[RECORD EXTRACTS Boundary: Start]

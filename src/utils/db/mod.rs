// Copyright 2019-2026 ChainSafe Systems
// SPDX-License-Identifier: Apache-2.0, MIT

use anyhow::Context as _;
use cid::Cid;
use fvm_ipld_blockstore::Blockstore;
use fvm_ipld_encoding::CborStore as _;
use serde::{Serialize, de::DeserializeOwned};

use crate::utils::cid::car_block;

/// Extension methods for storing and loading CBOR objects through any
/// [`Blockstore`], keyed by their default (`DAG_CBOR`, BLAKE2b-256) CID.
pub trait CborStoreExt: Blockstore + Sized {
    /// Encodes `obj` and stores it under its default CID.
    fn put_cbor_default<S: Serialize>(&self, obj: &S) -> anyhow::Result<Cid> {
        let (cid, data) = car_block(obj)?;
        self.put_keyed(&cid, &data)?;
        Ok(cid)
    }

    /// Same as [`fvm_ipld_encoding::CborStore::get_cbor`], but a missing key
    /// is an error.
    fn get_cbor_required<T: DeserializeOwned>(&self, cid: &Cid) -> anyhow::Result<T> {
        self.get_cbor(cid)?
            .with_context(|| format!("object {cid} not found in blockstore"))
    }
}

impl<T: Blockstore> CborStoreExt for T {}
// Copyright 2019-2026 ChainSafe Systems
// SPDX-License-Identifier: Apache-2.0, MIT

use std::collections::BTreeMap;

use anyhow::Context as _;
use cid::Cid;
use fvm_ipld_blockstore::Blockstore;
use fvm_ipld_encoding::tuple::*;
use tracing::info;

use crate::blocks::{Block, Tipset, TipsetAndState};
use crate::chain::{ChainStore, Error};
use crate::db::{SettingsStore, TipsetStateStore};
use crate::utils::cid::CidCborExt as _;
use crate::utils::db::CborStoreExt as _;

/// Version of the [`GenesisState`] layout.
pub const GENESIS_STATE_VERSION: u64 = 1;

/// Root object of the genesis state.
#[derive(Clone, Debug, PartialEq, Eq, Serialize_tuple, Deserialize_tuple)]
pub struct GenesisState {
    pub version: u64,
    pub network_name: String,
    /// Actor table, keyed by address string. Empty at genesis.
    pub actors: Cid,
}

/// Builds the genesis state and block for `network_name`, records them in
/// `chain_store` and returns the genesis block.
///
/// The result only depends on `network_name`, so running it again against the
/// same stores changes nothing. Write failures are returned as is.
pub fn init_genesis<SS, DB>(
    state_store: &SS,
    chain_store: &ChainStore<DB>,
    network_name: &str,
) -> anyhow::Result<Block>
where
    SS: Blockstore,
    DB: Blockstore + SettingsStore + TipsetStateStore + Send + Sync + 'static,
{
    let actors_table = BTreeMap::<String, Cid>::new();
    let state = GenesisState {
        version: GENESIS_STATE_VERSION,
        network_name: network_name.into(),
        actors: Cid::from_cbor_blake2b256(&actors_table)?,
    };
    let genesis = Block {
        state_root: Cid::from_cbor_blake2b256(&state)?,
        ..Default::default()
    };

    // Nothing is written unless the store is empty or already has this genesis.
    match chain_store.genesis_cid()? {
        Some(stored) if stored != genesis.cid() => {
            return Err(Error::GenesisMismatch {
                stored,
                given: genesis.cid(),
            }
            .into());
        }
        _ => {}
    }

    state_store
        .put_cbor_default(&actors_table)
        .context("failed to write genesis actor table")?;
    state_store
        .put_cbor_default(&state)
        .context("failed to write genesis state")?;
    chain_store
        .put_tipset_and_state(&TipsetAndState::new(
            Tipset::from(genesis.clone()),
            genesis.state_root,
        ))
        .context("failed to index genesis tipset")?;
    chain_store
        .set_genesis(genesis.cid())
        .context("failed to record genesis")?;

    info!("Initialized genesis: {}", genesis.cid());
    Ok(genesis)
}

/// Reads the network name from the genesis state.
pub fn get_network_name_from_genesis(
    state_store: &impl Blockstore,
    genesis: &Block,
) -> anyhow::Result<String> {
    let state: GenesisState = state_store
        .get_cbor_required(genesis.state_root())
        .context("Failed to retrieve network name from genesis")?;
    Ok(state.network_name)
}
// Copyright 2019-2026 ChainSafe Systems
// SPDX-License-Identifier: Apache-2.0, MIT

use super::*;

impl<T> HasLotusJson for Option<T>
where
    T: HasLotusJson,
{
    type LotusJson = Option<T::LotusJson>;

    #[cfg(test)]
    fn snapshots() -> Vec<(serde_json::Value, Self)> {
        unimplemented!("only Option<Cid> is tested, below")
    }

    fn into_lotus_json(self) -> Self::LotusJson {
        self.map(T::into_lotus_json)
    }

    fn from_lotus_json(lotus_json: Self::LotusJson) -> Self {
        lotus_json.map(T::from_lotus_json)
    }
}

#[test]
fn snapshots() {
    assert_one_snapshot(json!({"/": "baeaaaaa"}), Some(::cid::Cid::default()));
    assert_one_snapshot(json!(null), None::<::cid::Cid>);
}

[RECORD EXTRACTS Boundary: End]

AIM OF THE TASK: Retype the records in full, keeping every word as it is.

TASK RESULT:
filename src/utils/db/mod.rs
// Copyright 2019-2026 ChainSafe Systems
// SPDX-License-Identifier: Apache-2.0, MIT

use anyhow::Context as _;
use cid::Cid;
use fvm_ipld_blockstore::Blockstore;
use fvm_ipld_encoding::CborStore as _;
use serde::{Serialize, de::DeserializeOwned};

use crate::utils::cid::car_block;

/// Extension methods for storing and loading CBOR objects through any
/// [`Blockstore`], keyed by their default (`DAG_CBOR`, BLAKE2b-256) CID.
pub trait CborStoreExt: Blockstore + Sized {
    /// Encodes `obj` and stores it under its default CID.
    fn put_cbor_default<S: Serialize>(&self, obj: &S) -> anyhow::Result<Cid> {
        let (cid, data) = car_block(obj)?;
        self.put_keyed(&cid, &data)?;
        Ok(cid)
    }

    /// Same as [`fvm_ipld_encoding::CborStore::get_cbor`], but a missing key
    /// is an error.
    fn get_cbor_required<T: DeserializeOwned>(&self, cid: &Cid) -> anyhow::Result<T> {
        self.get_cbor(cid)?
            .with_context(|| format!("object {cid} not found in blockstore"))
    }
}

impl<T: Blockstore> CborStoreExt for T {}
// Copyright 2019-2026 ChainSafe Systems
// SPDX-License-Identifier: Apache-2.0, MIT

use std::collections::BTreeMap;

use anyhow::Context as _;
use cid::Cid;
use fvm_ipld_blockstore::Blockstore;
use fvm_ipld_encoding::tuple::*;
use tracing::info;

use crate::blocks::{Block, Tipset, TipsetAndState};
use crate::chain::{ChainStore, Error};
use crate::db::{SettingsStore, TipsetStateStore};
use crate::utils::cid::CidCborExt as _;
use crate::utils::db::CborStoreExt as _;

/// Version of the [`GenesisState`] layout.
pub const GENESIS_STATE_VERSION: u64 = 1;

/// Root object of the genesis state.
#[derive(Clone, Debug, PartialEq, Eq, Serialize_tuple, Deserialize_tuple)]
pub struct GenesisState {
    pub version: u64,
    pub network_name: String,
    /// Actor table, keyed by address string. Empty at genesis.
    pub actors: Cid,
}

/// Builds the genesis state and block for `network_name`, records them in
/// `chain_store` and returns the genesis block.
///
/// The result only depends on `network_name`, so running it again against the
/// same stores changes nothing. Write failures are returned as is.
pub fn init_genesis<SS, DB>(
    state_store: &SS,
    chain_store: &ChainStore<DB>,
    network_name: &str,
) -> anyhow::Result<Block>
where
    SS: Blockstore,
    DB: Blockstore + SettingsStore + TipsetStateStore + Send + Sync + 'static,
{
    let actors_table = BTreeMap::<String, Cid>::new();
    let state = GenesisState {
        version: GENESIS_STATE_VERSION,
        network_name: network_name.into(),
        actors: Cid::from_cbor_blake2b256(&actors_table)?,
    };
    let genesis = Block {
        state_root: Cid::from_cbor_blake2b256(&state)?,
        ..Default::default()
    };

    // Nothing is written unless the store is empty or already has this genesis.
    match chain_store.genesis_cid()? {
        Some(stored) if stored != genesis.cid() => {
            return Err(Error::GenesisMismatch {
                stored,
                given: genesis.cid(),
            }
            .into());
        }
        _ => {}
    }

    state_store
        .put_cbor_default(&actors_table)
        .context("failed to write genesis actor table")?;
    state_store
        .put_cbor_default(&state)
        .context("failed to write genesis state")?;
    chain_store
        .put_tipset_and_state(&TipsetAndState::new(
            Tipset::from(genesis.clone()),
            genesis.state_root,
        ))
        .context("failed to index genesis tipset")?;
    chain_store
        .set_genesis(genesis.cid())
        .context("failed to record genesis")?;

    info!("Initialized genesis: {}", genesis.cid());
    Ok(genesis)
}

/// Reads the network name from the genesis state.
pub fn get_network_name_from_genesis(
    state_store: &impl Blockstore,
    genesis: &Block,
) -> anyhow::Result<String> {
    let state: GenesisState = state_store
        .get_cbor_required(genesis.state_root())
        .context("Failed to retrieve network name from genesis")?;
    Ok(state.network_name)
}
// Copyright 2019-2026 ChainSafe Systems
// SPDX-License-Identifier: Apache-2.0, MIT

use super::*;

impl<T> HasLotusJson for Option<T>
where
    T: HasLotusJson,
{
    type LotusJson = Option<T::LotusJson>;

    #[cfg(test)]
    fn snapshots() -> Vec<(serde_json::Value, Self)> {
        unimplemented!("only Option<Cid> is tested, below")
    }

    fn into_lotus_json(self) -> Self::LotusJson {
        self.map(T::into_lotus_json)
    }

    fn from_lotus_json(lotus_json: Self::LotusJson) -> Self {
        lotus_json.map(T::from_lotus_json)
    }
}

#[test]
fn snapshots() {
    assert_one_snapshot(json!({"/": "baeaaaaa"}), Some(::cid::Cid::default()));
    assert_one_snapshot(json!(null), None::<::cid::Cid>);
}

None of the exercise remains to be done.